Start of INPUT MATERIAL

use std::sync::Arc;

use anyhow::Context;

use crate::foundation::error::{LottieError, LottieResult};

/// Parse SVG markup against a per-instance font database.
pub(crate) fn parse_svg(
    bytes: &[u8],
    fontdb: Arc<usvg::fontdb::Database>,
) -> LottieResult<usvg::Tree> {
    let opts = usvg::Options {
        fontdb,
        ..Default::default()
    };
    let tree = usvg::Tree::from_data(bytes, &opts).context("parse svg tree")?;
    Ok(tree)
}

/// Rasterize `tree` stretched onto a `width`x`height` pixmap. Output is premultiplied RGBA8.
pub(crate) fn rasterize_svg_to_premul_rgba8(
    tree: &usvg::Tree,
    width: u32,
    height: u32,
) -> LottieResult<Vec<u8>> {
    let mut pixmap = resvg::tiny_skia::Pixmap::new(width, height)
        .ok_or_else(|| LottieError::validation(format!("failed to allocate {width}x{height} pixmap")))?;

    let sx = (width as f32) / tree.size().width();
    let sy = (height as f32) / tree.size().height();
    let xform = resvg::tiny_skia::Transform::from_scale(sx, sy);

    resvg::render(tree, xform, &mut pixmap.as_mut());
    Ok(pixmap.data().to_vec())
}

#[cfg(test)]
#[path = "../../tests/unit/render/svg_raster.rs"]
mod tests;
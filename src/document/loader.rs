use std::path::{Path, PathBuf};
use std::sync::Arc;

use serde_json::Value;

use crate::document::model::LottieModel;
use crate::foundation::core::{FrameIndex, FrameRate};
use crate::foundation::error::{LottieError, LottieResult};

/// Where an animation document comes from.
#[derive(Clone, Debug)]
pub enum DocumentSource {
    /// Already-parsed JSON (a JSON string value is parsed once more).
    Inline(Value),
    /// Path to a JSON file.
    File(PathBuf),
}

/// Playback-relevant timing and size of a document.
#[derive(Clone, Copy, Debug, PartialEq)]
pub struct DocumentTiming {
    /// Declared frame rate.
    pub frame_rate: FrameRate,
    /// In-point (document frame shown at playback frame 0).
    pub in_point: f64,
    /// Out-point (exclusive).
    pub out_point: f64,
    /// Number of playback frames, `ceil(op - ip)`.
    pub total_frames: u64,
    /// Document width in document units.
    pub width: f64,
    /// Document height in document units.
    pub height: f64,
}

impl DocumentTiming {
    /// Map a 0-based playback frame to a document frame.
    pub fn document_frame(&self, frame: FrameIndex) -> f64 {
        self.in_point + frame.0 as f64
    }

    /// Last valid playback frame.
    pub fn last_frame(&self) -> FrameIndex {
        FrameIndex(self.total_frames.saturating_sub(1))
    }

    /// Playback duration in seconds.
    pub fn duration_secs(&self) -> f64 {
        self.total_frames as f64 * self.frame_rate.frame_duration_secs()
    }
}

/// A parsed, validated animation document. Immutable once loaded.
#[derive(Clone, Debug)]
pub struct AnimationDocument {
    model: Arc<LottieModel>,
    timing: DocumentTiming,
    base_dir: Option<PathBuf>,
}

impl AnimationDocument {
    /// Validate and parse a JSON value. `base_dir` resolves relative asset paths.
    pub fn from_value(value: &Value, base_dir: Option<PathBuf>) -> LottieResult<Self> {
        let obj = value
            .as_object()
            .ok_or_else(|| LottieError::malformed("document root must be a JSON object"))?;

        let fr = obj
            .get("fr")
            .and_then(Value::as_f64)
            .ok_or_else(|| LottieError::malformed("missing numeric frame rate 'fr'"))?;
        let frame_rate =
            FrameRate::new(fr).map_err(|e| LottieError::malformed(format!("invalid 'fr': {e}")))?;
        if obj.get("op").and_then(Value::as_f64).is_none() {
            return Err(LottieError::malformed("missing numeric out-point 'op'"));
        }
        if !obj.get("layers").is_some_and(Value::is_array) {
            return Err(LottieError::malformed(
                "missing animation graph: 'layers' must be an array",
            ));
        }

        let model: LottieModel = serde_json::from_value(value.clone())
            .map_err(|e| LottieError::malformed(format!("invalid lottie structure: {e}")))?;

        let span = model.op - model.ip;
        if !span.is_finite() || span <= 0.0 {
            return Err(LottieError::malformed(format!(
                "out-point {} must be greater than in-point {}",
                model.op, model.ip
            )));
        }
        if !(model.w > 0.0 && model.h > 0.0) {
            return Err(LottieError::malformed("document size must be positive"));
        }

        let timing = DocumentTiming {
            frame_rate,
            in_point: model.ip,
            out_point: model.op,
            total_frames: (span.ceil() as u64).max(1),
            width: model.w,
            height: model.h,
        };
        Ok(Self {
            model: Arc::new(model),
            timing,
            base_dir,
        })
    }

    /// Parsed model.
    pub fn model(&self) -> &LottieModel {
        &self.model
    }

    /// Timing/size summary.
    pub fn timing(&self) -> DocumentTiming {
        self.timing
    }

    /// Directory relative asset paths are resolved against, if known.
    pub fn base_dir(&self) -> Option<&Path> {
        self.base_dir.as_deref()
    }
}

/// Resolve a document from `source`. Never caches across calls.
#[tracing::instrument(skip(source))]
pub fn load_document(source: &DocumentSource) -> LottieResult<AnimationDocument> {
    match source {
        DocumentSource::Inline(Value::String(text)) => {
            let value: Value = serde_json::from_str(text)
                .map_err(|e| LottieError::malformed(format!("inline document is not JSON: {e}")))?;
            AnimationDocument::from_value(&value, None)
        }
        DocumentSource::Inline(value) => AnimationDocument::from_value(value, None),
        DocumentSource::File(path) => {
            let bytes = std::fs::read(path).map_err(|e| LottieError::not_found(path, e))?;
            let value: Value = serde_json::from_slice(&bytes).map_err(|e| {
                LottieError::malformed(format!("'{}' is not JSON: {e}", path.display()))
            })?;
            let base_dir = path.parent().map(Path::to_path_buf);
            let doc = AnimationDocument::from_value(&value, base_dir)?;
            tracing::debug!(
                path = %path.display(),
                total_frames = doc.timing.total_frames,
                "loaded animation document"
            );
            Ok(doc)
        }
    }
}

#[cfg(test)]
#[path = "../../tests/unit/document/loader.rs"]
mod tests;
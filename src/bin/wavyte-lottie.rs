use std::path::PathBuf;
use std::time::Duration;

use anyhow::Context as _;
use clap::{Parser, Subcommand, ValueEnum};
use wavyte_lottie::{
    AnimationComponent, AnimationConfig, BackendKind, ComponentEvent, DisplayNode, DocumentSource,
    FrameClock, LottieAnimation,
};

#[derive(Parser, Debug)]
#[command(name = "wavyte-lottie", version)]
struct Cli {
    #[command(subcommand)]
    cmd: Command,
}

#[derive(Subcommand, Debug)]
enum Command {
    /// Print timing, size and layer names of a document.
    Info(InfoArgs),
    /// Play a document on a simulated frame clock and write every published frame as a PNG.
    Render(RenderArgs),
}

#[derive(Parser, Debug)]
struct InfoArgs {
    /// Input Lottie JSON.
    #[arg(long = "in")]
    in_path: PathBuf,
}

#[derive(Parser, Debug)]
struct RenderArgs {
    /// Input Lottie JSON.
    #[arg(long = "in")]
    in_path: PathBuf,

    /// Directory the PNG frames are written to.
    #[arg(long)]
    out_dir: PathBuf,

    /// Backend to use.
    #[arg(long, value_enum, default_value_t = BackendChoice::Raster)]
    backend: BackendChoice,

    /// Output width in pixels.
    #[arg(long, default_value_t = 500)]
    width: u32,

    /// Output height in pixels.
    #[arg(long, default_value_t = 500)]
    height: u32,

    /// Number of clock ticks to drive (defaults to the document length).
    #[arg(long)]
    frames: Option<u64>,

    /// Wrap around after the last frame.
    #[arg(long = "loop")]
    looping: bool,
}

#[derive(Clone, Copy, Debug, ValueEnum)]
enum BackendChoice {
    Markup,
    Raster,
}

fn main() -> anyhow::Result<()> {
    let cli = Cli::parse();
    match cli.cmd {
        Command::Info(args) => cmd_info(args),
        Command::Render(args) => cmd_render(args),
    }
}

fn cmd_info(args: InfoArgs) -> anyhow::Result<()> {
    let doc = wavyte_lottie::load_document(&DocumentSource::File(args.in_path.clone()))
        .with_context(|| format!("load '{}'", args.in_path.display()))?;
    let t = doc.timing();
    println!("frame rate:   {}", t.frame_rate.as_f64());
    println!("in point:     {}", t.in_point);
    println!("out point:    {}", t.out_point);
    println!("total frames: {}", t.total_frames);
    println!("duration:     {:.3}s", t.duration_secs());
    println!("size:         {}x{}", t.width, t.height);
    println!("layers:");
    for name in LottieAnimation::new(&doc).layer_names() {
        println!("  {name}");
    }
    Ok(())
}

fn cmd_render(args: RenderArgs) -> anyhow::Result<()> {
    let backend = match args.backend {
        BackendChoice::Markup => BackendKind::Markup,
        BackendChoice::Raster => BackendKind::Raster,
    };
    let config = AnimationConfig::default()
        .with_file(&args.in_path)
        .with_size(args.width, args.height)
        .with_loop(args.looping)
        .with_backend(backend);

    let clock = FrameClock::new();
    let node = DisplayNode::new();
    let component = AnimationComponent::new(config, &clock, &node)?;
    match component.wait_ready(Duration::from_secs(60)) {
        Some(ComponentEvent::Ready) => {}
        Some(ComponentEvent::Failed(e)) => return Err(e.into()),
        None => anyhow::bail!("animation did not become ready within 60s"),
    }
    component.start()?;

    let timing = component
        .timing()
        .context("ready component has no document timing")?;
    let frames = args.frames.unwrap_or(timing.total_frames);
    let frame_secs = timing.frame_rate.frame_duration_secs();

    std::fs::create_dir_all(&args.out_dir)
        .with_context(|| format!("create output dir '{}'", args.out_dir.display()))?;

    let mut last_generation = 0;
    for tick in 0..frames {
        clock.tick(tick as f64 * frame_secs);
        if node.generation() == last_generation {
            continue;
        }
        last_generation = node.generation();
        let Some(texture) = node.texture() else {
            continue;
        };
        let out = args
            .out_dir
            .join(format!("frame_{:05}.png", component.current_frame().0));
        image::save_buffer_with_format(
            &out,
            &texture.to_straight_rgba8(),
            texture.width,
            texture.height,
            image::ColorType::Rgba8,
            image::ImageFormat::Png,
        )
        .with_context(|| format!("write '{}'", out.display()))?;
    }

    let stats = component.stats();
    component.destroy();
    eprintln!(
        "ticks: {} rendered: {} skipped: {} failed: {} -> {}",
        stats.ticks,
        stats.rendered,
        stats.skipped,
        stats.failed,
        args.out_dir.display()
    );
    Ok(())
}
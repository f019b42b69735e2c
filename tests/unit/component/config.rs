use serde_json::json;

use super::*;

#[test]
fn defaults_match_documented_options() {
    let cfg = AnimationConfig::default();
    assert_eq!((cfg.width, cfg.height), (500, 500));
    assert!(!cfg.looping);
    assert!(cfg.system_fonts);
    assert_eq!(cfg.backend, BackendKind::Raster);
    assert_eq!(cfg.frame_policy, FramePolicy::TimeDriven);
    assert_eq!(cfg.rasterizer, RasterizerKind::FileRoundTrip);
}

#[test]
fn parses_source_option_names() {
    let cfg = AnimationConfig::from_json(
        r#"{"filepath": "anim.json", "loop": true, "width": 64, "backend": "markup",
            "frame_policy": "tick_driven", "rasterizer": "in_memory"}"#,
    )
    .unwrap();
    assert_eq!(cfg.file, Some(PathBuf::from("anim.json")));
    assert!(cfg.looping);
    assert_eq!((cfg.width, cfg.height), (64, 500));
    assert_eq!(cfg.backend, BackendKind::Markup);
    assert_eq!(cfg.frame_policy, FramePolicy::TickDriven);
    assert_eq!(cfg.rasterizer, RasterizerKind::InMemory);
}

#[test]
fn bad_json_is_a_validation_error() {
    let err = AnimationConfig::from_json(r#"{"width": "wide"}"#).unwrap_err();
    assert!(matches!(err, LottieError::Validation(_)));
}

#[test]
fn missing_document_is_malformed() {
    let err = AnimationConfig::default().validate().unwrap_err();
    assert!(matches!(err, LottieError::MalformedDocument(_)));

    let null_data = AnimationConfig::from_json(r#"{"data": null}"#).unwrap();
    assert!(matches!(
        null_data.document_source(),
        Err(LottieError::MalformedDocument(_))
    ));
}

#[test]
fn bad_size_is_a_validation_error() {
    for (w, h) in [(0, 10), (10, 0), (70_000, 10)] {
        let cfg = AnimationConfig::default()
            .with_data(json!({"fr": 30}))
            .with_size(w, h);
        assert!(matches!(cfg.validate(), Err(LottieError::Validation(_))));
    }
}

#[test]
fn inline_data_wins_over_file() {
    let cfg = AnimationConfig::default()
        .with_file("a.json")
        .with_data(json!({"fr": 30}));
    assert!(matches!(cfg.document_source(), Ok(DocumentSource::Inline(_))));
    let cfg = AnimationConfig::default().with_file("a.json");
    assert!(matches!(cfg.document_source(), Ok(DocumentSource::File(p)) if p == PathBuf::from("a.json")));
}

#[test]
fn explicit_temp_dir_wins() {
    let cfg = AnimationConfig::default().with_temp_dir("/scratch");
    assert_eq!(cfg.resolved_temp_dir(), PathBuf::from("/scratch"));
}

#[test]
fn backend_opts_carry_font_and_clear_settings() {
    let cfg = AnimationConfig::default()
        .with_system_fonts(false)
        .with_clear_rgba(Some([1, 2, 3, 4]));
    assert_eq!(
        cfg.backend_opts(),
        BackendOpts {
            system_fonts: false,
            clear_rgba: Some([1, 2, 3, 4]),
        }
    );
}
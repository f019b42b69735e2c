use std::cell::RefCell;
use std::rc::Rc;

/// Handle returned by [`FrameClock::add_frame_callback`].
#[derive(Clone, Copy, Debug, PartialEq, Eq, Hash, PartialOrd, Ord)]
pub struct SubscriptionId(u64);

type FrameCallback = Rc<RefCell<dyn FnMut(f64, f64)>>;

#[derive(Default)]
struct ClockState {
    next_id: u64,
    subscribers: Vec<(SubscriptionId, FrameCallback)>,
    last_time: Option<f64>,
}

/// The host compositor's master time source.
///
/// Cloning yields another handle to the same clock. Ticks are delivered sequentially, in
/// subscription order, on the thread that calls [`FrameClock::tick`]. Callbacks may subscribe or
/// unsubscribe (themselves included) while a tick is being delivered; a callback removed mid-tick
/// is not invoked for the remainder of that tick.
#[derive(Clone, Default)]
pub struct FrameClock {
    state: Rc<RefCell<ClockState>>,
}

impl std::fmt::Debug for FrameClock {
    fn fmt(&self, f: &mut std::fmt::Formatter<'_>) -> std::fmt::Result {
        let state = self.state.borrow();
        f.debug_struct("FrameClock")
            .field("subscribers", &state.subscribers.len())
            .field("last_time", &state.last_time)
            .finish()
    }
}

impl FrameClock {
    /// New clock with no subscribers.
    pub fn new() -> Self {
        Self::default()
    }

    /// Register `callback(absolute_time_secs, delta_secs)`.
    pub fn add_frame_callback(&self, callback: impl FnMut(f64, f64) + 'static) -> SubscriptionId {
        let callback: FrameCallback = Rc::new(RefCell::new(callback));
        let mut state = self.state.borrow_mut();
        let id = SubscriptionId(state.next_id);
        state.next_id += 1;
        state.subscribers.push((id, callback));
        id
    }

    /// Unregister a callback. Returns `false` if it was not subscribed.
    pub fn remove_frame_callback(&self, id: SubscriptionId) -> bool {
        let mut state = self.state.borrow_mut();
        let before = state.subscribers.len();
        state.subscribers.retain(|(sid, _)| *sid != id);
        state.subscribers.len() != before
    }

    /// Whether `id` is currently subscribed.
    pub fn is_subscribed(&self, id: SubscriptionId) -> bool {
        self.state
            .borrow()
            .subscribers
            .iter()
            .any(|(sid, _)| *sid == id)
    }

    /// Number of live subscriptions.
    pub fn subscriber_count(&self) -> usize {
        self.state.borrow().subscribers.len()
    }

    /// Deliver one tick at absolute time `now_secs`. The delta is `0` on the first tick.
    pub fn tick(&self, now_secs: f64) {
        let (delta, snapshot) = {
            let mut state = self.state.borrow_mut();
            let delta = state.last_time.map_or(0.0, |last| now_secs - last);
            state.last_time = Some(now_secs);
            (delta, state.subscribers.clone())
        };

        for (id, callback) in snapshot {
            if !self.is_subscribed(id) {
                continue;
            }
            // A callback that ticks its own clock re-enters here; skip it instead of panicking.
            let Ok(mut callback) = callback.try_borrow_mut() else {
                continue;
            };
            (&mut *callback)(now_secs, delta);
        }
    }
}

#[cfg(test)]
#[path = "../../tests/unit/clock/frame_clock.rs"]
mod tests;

End of INPUT MATERIAL

Which lines of the data include the word "loaded"? Copy each one.

# [TASK OUTPUT]
/// A parsed, validated animation document. Immutable once loaded.
                "loaded animation document"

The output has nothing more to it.